Robert Johnson, le père du blues. Un autre membre célèbre du club des 27 (Si tu ne connais pas, ce sera une histoire pour un autre jour). Sa discographie est extrêmement petite. Elle se résume aux 29 chansons qu’il a écrites et enregistrées à Dallas et San Antonio de 1936 à 1937. (il a pas chômé, le gars). Mais 29 pépites sur cordes, qui ont inspiré de nombreux groupes du 20ᵉ siècle : Muddy Waters, Cream, Eric Clapton, Bob Dylan, Led Zeppelin ou encore les Rolling Stones.


Un pacte avec le diable : le secret du succès de Robert Johnson

Robert Johnson, 1911-1938.


La mythologie autour de Robert Johnson, vient bien sûr de ses chansons brillantes, mais aussi (et c’est ce qui nous intéresse dans cet article) à travers une histoire croustillante comme les biscottes du matin, qui attribue sa virtuosité à un pacte passé… avec le Diable himself. 

Johnson a été connu de ses contemporains, mais les réeditions de ses 29 chansons, d’abord dans les années 60, puis dans les années 90, ont aidé à contribuer à sa longévité. Ceci étant dit, une bonne partie de la vie de Johnson est enveloppée de mystère. 

Un témoignage de choix, a contribué à nourrir le mythe autour de Robert. Son House, un autre génie du blues contemporain de Johnson, a affirmé que ce dernier était à la base, un joueur d’harmonica correct, mais un guitariste médiocre. Il n’y est pas allé avec le plat de la cuillère. Robert a disparu de la circulation au milieu des années 30, mais à son retour, il était métamorphosé. C’était devenu un guitariste hors-pair qui taquinait sa guitare comme personne jusque-là.

 

La légende veut que Johnson ait pris sa guitare et se soit rendu au carrefour des autoroutes 49 et 61 (au fin fond du Mississippi), où il aurait fait un pacte avec le diable : devenir un guitariste virtuose en échange de son âme. Un pacte faustien, dont il parle dans sa chanson cross road blues, qui signifie “la croisée des chemins”.

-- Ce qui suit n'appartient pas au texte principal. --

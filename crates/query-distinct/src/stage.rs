//! DISTINCT pipeline stage

use crate::map::DistinctMap;
use async_trait::async_trait;
use query_core::{
    CancellationToken, DistinctQueryType, QueryError, QueryPage, QueryPipelineStage, Result,
};
use serde::{Deserialize, Serialize};
use std::future::Future;

/// Returned instead of a token for unordered DISTINCT on the client
pub const UNORDERED_DISTINCT_CONTINUATION_MESSAGE: &str =
    "DISTINCT queries only return continuation tokens when there is a matching ORDER BY clause. \
     Either drain all results in one session or add an ORDER BY on the distinct projection.";

/// Who consumes the pages of a distinct stage
#[derive(Debug, Clone, Copy, PartialEq, Eq, Default, Serialize, Deserialize)]
pub enum DistinctFlavor {
    /// SDK callers: unordered DISTINCT never hands out tokens
    #[default]
    Client,
    /// Compute gateway: tokens always carry the full distinct map
    Compute,
}

/// Continuation token of a distinct stage
#[derive(Debug, Clone, PartialEq, Serialize, Deserialize)]
pub struct DistinctContinuationToken {
    #[serde(rename = "sourceToken")]
    pub source_token: Option<String>,
    #[serde(rename = "distinctMapToken")]
    pub distinct_map_token: Option<String>,
}

impl DistinctContinuationToken {
    pub fn parse(text: &str) -> Result<Self> {
        serde_json::from_str(text).map_err(|e| {
            QueryError::malformed_continuation(
                format!("invalid distinct continuation token: {}", e),
                text,
            )
        })
    }

    pub fn encode(&self) -> Result<String> {
        Ok(serde_json::to_string(self)?)
    }
}

/// Drops documents that were already returned
pub struct DistinctStage {
    source: Box<dyn QueryPipelineStage>,
    map: DistinctMap,
    flavor: DistinctFlavor,
}

impl DistinctStage {
    /// Build the stage, resuming the distinct map and the source from `continuation`.
    ///
    /// `create_source` receives the source's own token.
    pub async fn try_create<F, Fut>(
        mode: DistinctQueryType,
        flavor: DistinctFlavor,
        continuation: Option<&str>,
        create_source: F,
    ) -> Result<Self>
    where
        F: FnOnce(Option<String>) -> Fut,
        Fut: Future<Output = Result<Box<dyn QueryPipelineStage>>>,
    {
        if continuation.is_some()
            && mode == DistinctQueryType::Unordered
            && flavor == DistinctFlavor::Client
        {
            return Err(QueryError::ContinuationNotSupported(
                UNORDERED_DISTINCT_CONTINUATION_MESSAGE.to_string(),
            ));
        }

        let (source_token, map_token) = match continuation {
            Some(text) => {
                let token = DistinctContinuationToken::parse(text)?;
                (token.source_token, token.distinct_map_token)
            }
            None => (None, None),
        };

        let map = DistinctMap::try_create(mode, map_token.as_deref())?;
        let source = create_source(source_token).await?;
        tracing::debug!(?mode, ?flavor, "distinct stage created");
        Ok(Self::new(source, map, flavor))
    }

    pub fn new(source: Box<dyn QueryPipelineStage>, map: DistinctMap, flavor: DistinctFlavor) -> Self {
        Self {
            source,
            map,
            flavor,
        }
    }

    fn tokens_disallowed(&self) -> bool {
        self.flavor == DistinctFlavor::Client && self.map.mode() == DistinctQueryType::Unordered
    }

    fn compose_token(&self, source_token: Option<String>) -> Result<Option<String>> {
        match source_token {
            // the source is exhausted, so is this stage
            None => Ok(None),
            Some(source_token) => DistinctContinuationToken {
                source_token: Some(source_token),
                distinct_map_token: self.map.continuation_token(),
            }
            .encode()
            .map(Some),
        }
    }
}

#[async_trait]
impl QueryPipelineStage for DistinctStage {
    async fn drain(
        &mut self,
        max_elements: usize,
        cancellation: &CancellationToken,
    ) -> Result<QueryPage> {
        let page = self.source.drain(max_elements, cancellation).await?;
        let received = page.documents.len();

        let QueryPage {
            documents,
            continuation,
            request_charge,
            activity_id,
            ..
        } = page;
        let documents: Vec<_> = documents
            .into_iter()
            .filter(|document| self.map.add(document))
            .collect();

        tracing::debug!(
            "distinct kept {} of {} documents",
            documents.len(),
            received
        );

        if self.tokens_disallowed() {
            return Ok(QueryPage::new(documents, None, request_charge, activity_id)
                .disallow_continuation(UNORDERED_DISTINCT_CONTINUATION_MESSAGE));
        }

        let continuation = self.compose_token(continuation)?;
        Ok(QueryPage::new(documents, continuation, request_charge, activity_id))
    }

    fn continuation_token(&self) -> Result<Option<String>> {
        if self.tokens_disallowed() {
            return Err(QueryError::ContinuationNotSupported(
                UNORDERED_DISTINCT_CONTINUATION_MESSAGE.to_string(),
            ));
        }
        let source_token = self.source.continuation_token()?;
        self.compose_token(source_token)
    }

    fn is_done(&self) -> bool {
        self.source.is_done()
    }
}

Dans ce morceau, il raconte l’histoire d’un homme qui attend à un carrefour à la nuit tombante. Morceau qui est à l’origine de la légende qui veut que Robert Johnson ait vendu son âme au diable pour faire sonner sa guitare comme il le faisait. 

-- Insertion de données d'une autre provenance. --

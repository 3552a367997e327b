//! # Printer Protocols
//!
//! Command languages understood by label printers.
//!
//! ## Modules
//!
//! - [`tspl`]: TSPL text commands (SIZE, GAP, BARCODE, TEXT, PRINT...)
//!
//! ## Example
//!
//! ```
//! use seatlabel::config::MissingBarcodePolicy;
//! use seatlabel::protocol::tspl::{self, MediaSize};
//! use seatlabel::records::StudentRecord;
//!
//! let student = StudentRecord {
//!     student_id: "S1".into(),
//!     barcode: Some("X1".into()),
//!     venue_name: "Hall A".into(),
//!     ..Default::default()
//! };
//!
//! let script = tspl::emit(&[student], &MediaSize::default(), MissingBarcodePolicy::Skip);
//! assert_eq!(script.lines.len(), 8);
//! ```

pub mod tspl;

Un pacte avec le diable : le secret du succès de Robert Johnson
Image tirée du documentaire “devil at the crossroad”
 

En réalité, (c’est toujours plus simple d’analyser ce genre de rumeurs avec le recul) il s’agissait d’une légende que plusieurs chanteurs de Blues colportaient au même moment (mais sans se concerter. Il n’existait pas d’amicale des pactisans du diable. Du moins, pas à ma connaissance) pour leur propre compte pour ajouter un peu de mystère et de mythologie autour d’eux. Le premier à l’avoir fait semble avoir été Tommy Johnson (sans lien avec Robert), bluesman contemporain de Robert Johnson.

Il faut voir à l’origine de cette légende le mythe de Papa Legba, un esprit du vaudou haïtien qui serait présent près des portes, barrières et autres carrefours. Un parallèle est facile à faire avec St-Pierre, gardien des portes du Paradis.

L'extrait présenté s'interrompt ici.